How I handle it is depending on the situation, I either do one of two things:

Sometimes I go into the “plan” with the understanding that things may very well change at the last minute, and I have a plan for that ;). In your example, I would go ahead and grocery shop and have something easy to pull together super last-minute for one of the weekend nights. If you end up hosting or doing a potluck, prepare that. If you end up not getting together, plan to prepare that anyway and eat it on your own.

Sometimes I decide to the plan is super important to me or I’m not willing to be flexible on changes right at the outset, and I communicate that, e.g., “I’d like to get together for dinner Saturday. Why don’t we meet at x at this time?” and if the person dithers, I then say, “If that doesn’t work for you, why don’t we take a rain check and get together a different weekend.”

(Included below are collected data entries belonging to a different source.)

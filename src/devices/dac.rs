//! MCP4921/MCP4922 12-bit SPI DAC.
//!
//! Each write is one two-byte SPI transaction:
//!
//! ```text
//! bit 15    14    13    12    11..0
//!     A/B   BUF   GA    SHDN  D11..D0
//! ```
//!
//! `GA` = 1 selects 1x gain, `SHDN` = 1 keeps the output active. With an
//! optional LDAC (latch) pin both channels can be updated and then applied
//! together with [`Mcp492x::latch`].

use embedded_hal::delay::DelayNs;
use embedded_hal::digital::{ErrorType, OutputPin};
use embedded_hal::spi::SpiDevice;

/// Largest code the DAC accepts.
pub const MAX_VALUE: u16 = 0x0FFF;

#[derive(Debug, Clone, Copy, PartialEq, Eq)]
pub enum Channel {
    A,
    B,
}

/// Configuration bits sent with every value.
#[derive(Debug, Clone, Copy, PartialEq, Eq)]
pub struct DacFlags {
    pub buffered: bool,
    pub gain_1x: bool,
    pub active: bool,
}

impl Default for DacFlags {
    /// Unbuffered, 1x gain, output on.
    fn default() -> Self {
        Self {
            buffered: false,
            gain_1x: true,
            active: true,
        }
    }
}

/// The two bytes clocked out for one write. Values wider than 12 bits are masked.
pub fn command_word(channel: Channel, value: u16, flags: DacFlags) -> [u8; 2] {
    let config = (u8::from(channel == Channel::B) << 3)
        | (u8::from(flags.buffered) << 2)
        | (u8::from(flags.gain_1x) << 1)
        | u8::from(flags.active);
    let value = value & MAX_VALUE;
    [(config << 4) | (value >> 8) as u8, (value & 0xFF) as u8]
}

#[derive(Debug, thiserror::Error)]
pub enum DacError<S, P> {
    #[error("SPI transfer failed: {0:?}")]
    Spi(S),
    #[error("latch pin error: {0:?}")]
    Latch(P),
}

/// Stand-in pin type for a DAC wired without LDAC.
#[derive(Debug, Clone, Copy, Default)]
pub struct NoLatch;

impl ErrorType for NoLatch {
    type Error = core::convert::Infallible;
}

impl OutputPin for NoLatch {
    fn set_low(&mut self) -> Result<(), Self::Error> {
        Ok(())
    }

    fn set_high(&mut self) -> Result<(), Self::Error> {
        Ok(())
    }
}

/// Chip select is handled by the `SpiDevice`; the driver keeps no other state.
pub struct Mcp492x<SPI, P = NoLatch> {
    spi: SPI,
    latch: Option<P>,
}

impl<SPI: SpiDevice> Mcp492x<SPI, NoLatch> {
    pub fn new(spi: SPI) -> Self {
        Self { spi, latch: None }
    }
}

impl<SPI: SpiDevice, P: OutputPin> Mcp492x<SPI, P> {
    pub fn with_latch(spi: SPI, latch: P) -> Self {
        Self {
            spi,
            latch: Some(latch),
        }
    }

    /// Park the latch line high so writes are held until [`latch`](Self::latch).
    pub fn configure(&mut self) -> Result<(), DacError<SPI::Error, P::Error>> {
        if let Some(latch) = self.latch.as_mut() {
            latch.set_high().map_err(DacError::Latch)?;
        }
        Ok(())
    }

    pub fn write(
        &mut self,
        channel: Channel,
        value: u16,
        flags: DacFlags,
    ) -> Result<(), DacError<SPI::Error, P::Error>> {
        self.spi
            .write(&command_word(channel, value, flags))
            .map_err(DacError::Spi)
    }

    /// Channel A with default flags (the only channel on an MCP4921).
    pub fn write_value(&mut self, value: u16) -> Result<(), DacError<SPI::Error, P::Error>> {
        self.write(Channel::A, value, DacFlags::default())
    }

    /// Pulse LDAC low for at least 1 us. `Ok(false)` when no latch pin is wired.
    pub fn latch<D: DelayNs>(
        &mut self,
        delay: &mut D,
    ) -> Result<bool, DacError<SPI::Error, P::Error>> {
        let Some(latch) = self.latch.as_mut() else {
            return Ok(false);
        };
        latch.set_low().map_err(DacError::Latch)?;
        delay.delay_us(1);
        latch.set_high().map_err(DacError::Latch)?;
        Ok(true)
    }

    pub fn release(self) -> (SPI, Option<P>) {
        (self.spi, self.latch)
    }
}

We often vacation with my SIL and her family. We are the kind of people who like to plan out what we’re doing for the day and get to it. They are the type who wake up late, then have to think about what they might like to do for a couple of hours, then take another hour or two to pull themselves together and try to get out the door. We learned early on the best way to enjoy a vacation with them was to say on any given evening, “Tomorrow we going to do x. We’re going to leave at y time. If you feel like joining, we’d love to have you. Otherwise, let’s meet up afterwards for dinner.” More often than not, they would be up and ready to join us, and if they weren’t, there was no guilt in just going and doing what we wanted.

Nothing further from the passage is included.